### Directions for this task:
Repeat every entry exactly as given.

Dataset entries

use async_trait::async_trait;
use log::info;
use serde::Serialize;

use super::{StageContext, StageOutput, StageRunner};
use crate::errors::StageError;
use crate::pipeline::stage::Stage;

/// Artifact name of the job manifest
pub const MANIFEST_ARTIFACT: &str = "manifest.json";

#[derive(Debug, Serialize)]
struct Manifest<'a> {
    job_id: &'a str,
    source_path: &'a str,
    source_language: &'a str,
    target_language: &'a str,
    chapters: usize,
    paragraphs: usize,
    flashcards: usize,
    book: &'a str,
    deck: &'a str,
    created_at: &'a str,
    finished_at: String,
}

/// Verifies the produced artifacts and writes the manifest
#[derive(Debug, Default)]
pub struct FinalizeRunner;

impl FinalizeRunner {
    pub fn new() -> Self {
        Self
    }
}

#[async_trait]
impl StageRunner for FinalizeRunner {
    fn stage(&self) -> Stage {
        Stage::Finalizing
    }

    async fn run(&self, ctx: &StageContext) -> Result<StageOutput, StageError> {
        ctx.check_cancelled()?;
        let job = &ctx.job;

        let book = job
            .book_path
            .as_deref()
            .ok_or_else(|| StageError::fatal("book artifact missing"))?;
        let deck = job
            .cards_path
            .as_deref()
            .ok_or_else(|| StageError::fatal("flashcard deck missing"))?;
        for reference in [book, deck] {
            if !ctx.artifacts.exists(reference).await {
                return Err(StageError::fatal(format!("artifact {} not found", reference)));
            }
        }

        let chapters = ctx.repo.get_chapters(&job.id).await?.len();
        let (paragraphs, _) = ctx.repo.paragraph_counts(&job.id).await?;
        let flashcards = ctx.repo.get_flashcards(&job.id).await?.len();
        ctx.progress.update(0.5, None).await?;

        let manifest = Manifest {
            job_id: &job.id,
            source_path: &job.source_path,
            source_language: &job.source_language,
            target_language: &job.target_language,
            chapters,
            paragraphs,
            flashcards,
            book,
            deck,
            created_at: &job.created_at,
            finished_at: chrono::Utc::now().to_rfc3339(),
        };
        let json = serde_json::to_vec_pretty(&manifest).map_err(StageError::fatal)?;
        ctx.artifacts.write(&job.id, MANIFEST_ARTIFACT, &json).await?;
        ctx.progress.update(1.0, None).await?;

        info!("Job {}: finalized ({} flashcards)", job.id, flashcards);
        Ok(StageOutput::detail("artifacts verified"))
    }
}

### Problem solution:
use async_trait::async_trait;
use log::info;
use serde::Serialize;

use super::{StageContext, StageOutput, StageRunner};
use crate::errors::StageError;
use crate::pipeline::stage::Stage;

/// Artifact name of the job manifest
pub const MANIFEST_ARTIFACT: &str = "manifest.json";

#[derive(Debug, Serialize)]
struct Manifest<'a> {
    job_id: &'a str,
    source_path: &'a str,
    source_language: &'a str,
    target_language: &'a str,
    chapters: usize,
    paragraphs: usize,
    flashcards: usize,
    book: &'a str,
    deck: &'a str,
    created_at: &'a str,
    finished_at: String,
}

/// Verifies the produced artifacts and writes the manifest
#[derive(Debug, Default)]
pub struct FinalizeRunner;

impl FinalizeRunner {
    pub fn new() -> Self {
        Self
    }
}

#[async_trait]
impl StageRunner for FinalizeRunner {
    fn stage(&self) -> Stage {
        Stage::Finalizing
    }

    async fn run(&self, ctx: &StageContext) -> Result<StageOutput, StageError> {
        ctx.check_cancelled()?;
        let job = &ctx.job;

        let book = job
            .book_path
            .as_deref()
            .ok_or_else(|| StageError::fatal("book artifact missing"))?;
        let deck = job
            .cards_path
            .as_deref()
            .ok_or_else(|| StageError::fatal("flashcard deck missing"))?;
        for reference in [book, deck] {
            if !ctx.artifacts.exists(reference).await {
                return Err(StageError::fatal(format!("artifact {} not found", reference)));
            }
        }

        let chapters = ctx.repo.get_chapters(&job.id).await?.len();
        let (paragraphs, _) = ctx.repo.paragraph_counts(&job.id).await?;
        let flashcards = ctx.repo.get_flashcards(&job.id).await?.len();
        ctx.progress.update(0.5, None).await?;

        let manifest = Manifest {
            job_id: &job.id,
            source_path: &job.source_path,
            source_language: &job.source_language,
            target_language: &job.target_language,
            chapters,
            paragraphs,
            flashcards,
            book,
            deck,
            created_at: &job.created_at,
            finished_at: chrono::Utc::now().to_rfc3339(),
        };
        let json = serde_json::to_vec_pretty(&manifest).map_err(StageError::fatal)?;
        ctx.artifacts.write(&job.id, MANIFEST_ARTIFACT, &json).await?;
        ctx.progress.update(1.0, None).await?;

        info!("Job {}: finalized ({} flashcards)", job.id, flashcards);
        Ok(StageOutput::detail("artifacts verified"))
    }
}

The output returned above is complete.